Aku anak Pramuka. Aku bangga dan senang
menjadi bagian dari Pramuka. Maka ketika ada kegiatan kepramukaan, aku tak
peduli musim panas atau musim hujan yang datang, aku menghadapinya dengan
riang. Persis seperti hari ini, aku mengikuti kegiatan perkemahan di Bumi
Perkemahan Ragunan, Jakarta Selatan. Kegiatan yang berlangsung 4 hari 3 malam
tersebut bernama KEPPO.
“KEPPO adalah singkatan Kegiatan Pramuka 4.0,
gimana pas kan?” Lila menjelaskan kepadaku istilah KEPPO yang dipakai dalam
kegiatan yang aku ikuti ini. Aku menyukainya, mudah disebarluaskan dengan
istilah yang sering diucapkan tanpa mengurangi makna dibalik penggunaan nama
tersebut. Kepramukaan 4.0 tentu bertujuan untuk mengembangkan perilaku dan
sikap anak pramuka menghadapi perkembangan teknologi dalam industri 4.0.

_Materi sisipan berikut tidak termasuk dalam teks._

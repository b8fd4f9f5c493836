// SPDX-License-Identifier: MPL-2.0
//! Styles of the gallery modal overlay.

use crate::ui::design_tokens::{
    opacity,
    palette::{BLACK, WHITE},
};
use crate::ui::theming::ColorScheme;
use iced::widget::container;
use iced::{Background, Border, Color, Theme};

fn indicator_border() -> Color {
    Color {
        a: opacity::OVERLAY_SUBTLE,
        ..WHITE
    }
}

/// Dimmed layer between the page and the modal panel.
pub fn backdrop(colors: &ColorScheme) -> impl Fn(&Theme) -> container::Style {
    let background = colors.backdrop;
    move |_theme: &Theme| container::Style {
        background: Some(Background::Color(background)),
        ..Default::default()
    }
}

/// Pill behind the "current / total" counter.
pub fn indicator(rad: f32) -> impl Fn(&Theme) -> container::Style {
    move |_theme: &Theme| container::Style {
        background: Some(Background::Color(Color {
            a: opacity::OVERLAY_STRONG,
            ..BLACK
        })),
        text_color: Some(WHITE),
        border: Border {
            color: indicator_border(),
            width: 1.0,
            radius: rad.into(),
        },
        ..Default::default()
    }
}
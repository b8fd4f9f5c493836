// SPDX-License-Identifier: MPL-2.0
//! Diagnostics module for recording recoverable problems.
//!
//! Missing page configuration, unknown gallery ids, failed image loads and
//! ignored requests are never fatal. They are recorded here so tests and the
//! application can inspect them, and mirrored to `tracing`.
//!
//! # Architecture
//!
//! - [`CircularBuffer`]: Generic ring buffer with bounded capacity
//! - [`DiagnosticEvent`]: Timestamped event with a [`DiagnosticKind`]
//! - [`DiagnosticsHandle`]: Cloneable, shared access to the buffer

mod buffer;
mod events;
mod handle;

pub use buffer::{BufferCapacity, CircularBuffer};
pub use events::{DiagnosticEvent, DiagnosticKind};
pub use handle::DiagnosticsHandle;
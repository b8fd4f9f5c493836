// SPDX-License-Identifier: MPL-2.0
//! Internationalization (i18n) support for the application.
//!
//! Localization uses the Fluent system. Translation files are embedded in the
//! binary from `assets/i18n/`, one `<locale>.ftl` file per language.
//!
//! # Locale Resolution
//!
//! 1. `--lang` CLI argument
//! 2. `[general] language` in `settings.toml`
//! 3. Operating system locale
//! 4. `en-US`

pub mod fluent;
// SPDX-License-Identifier: MPL-2.0
//! Theme mode selection and the colors each mode resolves to.
//!
//! The `System` mode asks the desktop through `dark-light` once, when the
//! theme is built, so a running session keeps a stable look.

use crate::ui::design_tokens::{opacity, palette};
use iced::Color;
use serde::{Deserialize, Serialize};

/// Colors the page and the gallery modal draw with, beyond iced's palette.
#[derive(Debug, Clone, PartialEq)]
pub struct ColorScheme {
    /// Dimmed layer behind the gallery panel.
    pub backdrop: Color,
    /// Category tags and other brand accents.
    pub accent: Color,
    /// Secondary text such as card summaries and counters.
    pub muted_text: Color,
}

impl ColorScheme {
    #[must_use]
    pub fn light() -> Self {
        Self {
            backdrop: Color {
                a: opacity::OVERLAY_STRONG,
                ..palette::BLACK
            },
            accent: palette::PRIMARY_600,
            muted_text: palette::GRAY_700,
        }
    }

    #[must_use]
    pub fn dark() -> Self {
        Self {
            backdrop: Color {
                a: opacity::OVERLAY_HOVER,
                ..palette::BLACK
            },
            accent: palette::PRIMARY_400,
            muted_text: palette::GRAY_200,
        }
    }
}

#[derive(Debug, Clone, Copy, PartialEq, Eq, Default, Serialize, Deserialize)]
#[serde(rename_all = "lowercase")]
pub enum ThemeMode {
    Light,
    Dark,
    #[default]
    System,
}

impl ThemeMode {
    /// Whether this mode ends up dark. `System` follows the desktop and
    /// falls back to dark when detection fails.
    #[must_use]
    pub fn is_dark(self) -> bool {
        match self {
            ThemeMode::Light => false,
            ThemeMode::Dark => true,
            ThemeMode::System => !matches!(dark_light::detect(), Ok(dark_light::Mode::Light)),
        }
    }

    /// Mode selected by the next press of the navbar theme toggle.
    #[must_use]
    pub fn next(self) -> Self {
        match self {
            ThemeMode::Light => ThemeMode::Dark,
            ThemeMode::Dark => ThemeMode::System,
            ThemeMode::System => ThemeMode::Light,
        }
    }

    #[must_use]
    pub fn i18n_key(self) -> &'static str {
        match self {
            ThemeMode::Light => "navbar-theme-light",
            ThemeMode::Dark => "navbar-theme-dark",
            ThemeMode::System => "navbar-theme-system",
        }
    }
}

/// Active theme: the chosen mode and what it resolved to.
#[derive(Debug, Clone)]
pub struct AppTheme {
    pub mode: ThemeMode,
    pub colors: ColorScheme,
    dark: bool,
}

impl AppTheme {
    #[must_use]
    pub fn new(mode: ThemeMode) -> Self {
        Self::resolved(mode, mode.is_dark())
    }

    fn resolved(mode: ThemeMode, dark: bool) -> Self {
        let colors = if dark {
            ColorScheme::dark()
        } else {
            ColorScheme::light()
        };
        Self { mode, colors, dark }
    }

    #[must_use]
    pub fn iced_theme(&self) -> iced::Theme {
        if self.dark {
            iced::Theme::Dark
        } else {
            iced::Theme::Light
        }
    }
}

#[cfg(test)]
mod tests {
    use super::*;

    #[test]
    fn toggle_cycles_through_all_modes() {
        let mut mode = ThemeMode::Light;
        let mut seen = Vec::new();
        for _ in 0..3 {
            seen.push(mode);
            mode = mode.next();
        }
        assert_eq!(mode, ThemeMode::Light);
        assert_eq!(seen, vec![ThemeMode::Light, ThemeMode::Dark, ThemeMode::System]);
    }

    #[test]
    fn explicit_modes_pick_matching_iced_theme() {
        assert_eq!(AppTheme::new(ThemeMode::Light).iced_theme(), iced::Theme::Light);
        assert_eq!(AppTheme::new(ThemeMode::Dark).iced_theme(), iced::Theme::Dark);
    }

    #[test]
    fn resolved_system_mode_keeps_its_mode() {
        let theme = AppTheme::resolved(ThemeMode::System, false);
        assert_eq!(theme.mode, ThemeMode::System);
        assert_eq!(theme.colors, ColorScheme::light());
    }

    #[test]
    fn dark_backdrop_is_denser() {
        assert!(ColorScheme::dark().backdrop.a > ColorScheme::light().backdrop.a);
    }

    #[test]
    fn mode_serializes_lowercase() {
        #[derive(Serialize, Deserialize)]
        struct Wrapper {
            mode: ThemeMode,
        }
        let text = toml::to_string(&Wrapper {
            mode: ThemeMode::Dark,
        })
        .unwrap();
        assert_eq!(text.trim(), "mode = \"dark\"");
    }
}
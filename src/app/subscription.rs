// SPDX-License-Identifier: MPL-2.0
//! Event subscriptions for the application.
//!
//! Key presses are forwarded to the gallery whatever the modal state; the
//! router decides whether they do anything.

use super::Message;
use crate::gallery::{self, Key};
use iced::keyboard::{self, key::Named};
use iced::{event, time, Subscription};
use std::time::Duration;

/// Maps a native key to the keys the gallery router understands.
#[must_use]
pub fn gallery_key(key: &keyboard::Key) -> Key {
    match key {
        keyboard::Key::Named(Named::Escape) => Key::Escape,
        keyboard::Key::Named(Named::ArrowLeft) => Key::ArrowLeft,
        keyboard::Key::Named(Named::ArrowRight) => Key::ArrowRight,
        _ => Key::Other,
    }
}

/// Routes key presses not captured by a focused widget to the gallery.
pub fn create_event_subscription() -> Subscription<Message> {
    event::listen_with(|event, status, _window_id| {
        let event::Event::Keyboard(keyboard::Event::KeyPressed { key, .. }) = &event else {
            return None;
        };
        match (status, gallery_key(key)) {
            (event::Status::Captured, _) | (_, Key::Other) => None,
            (event::Status::Ignored, key) => Some(Message::Gallery(gallery::Message::Key(key))),
        }
    })
}

/// Periodic tick driving notification auto-dismiss, only while toasts exist.
pub fn create_tick_subscription(has_notifications: bool) -> Subscription<Message> {
    if has_notifications {
        time::every(Duration::from_millis(250)).map(Message::Tick)
    } else {
        Subscription::none()
    }
}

walaupun begitu, tentu penggunaan sandi-sandi dalam pramuka tetap dipakai,
beberapa peralatan seperti tandu pun digunakan. Hanya saja komunikasi kita
lebih mudah menggunakan ponsel. Apalagi kalau sedang terjebak oleh hujan di sebuah
tempat.
“Lila, bentar lagi aku sampai. Tapi aku
kejebak ujan di Stasiun Pasar Minggu nih” tulisku mengirimkan pesan padanya.
Tak lama pesanku pun dibalasnya. Ternyata Lila mengalami nasib yang sama. Aku
pikir hujan segera reda, ternyata aku harus menunggu hingga setengah jam.
Barulah setelah itu butiran air itu berkurang volumenya. Aku lalu membuka
aplikasi ojek online untuk memesan seorang pengemudi untuk mengantarkan ke
lokasi. Tak butuh lama muncullah nama dan plat nomor kendaraan.
Menunggu ojek online nya tiba, ponselku
berbunyi dna ada notifikasi pesan dari Lila.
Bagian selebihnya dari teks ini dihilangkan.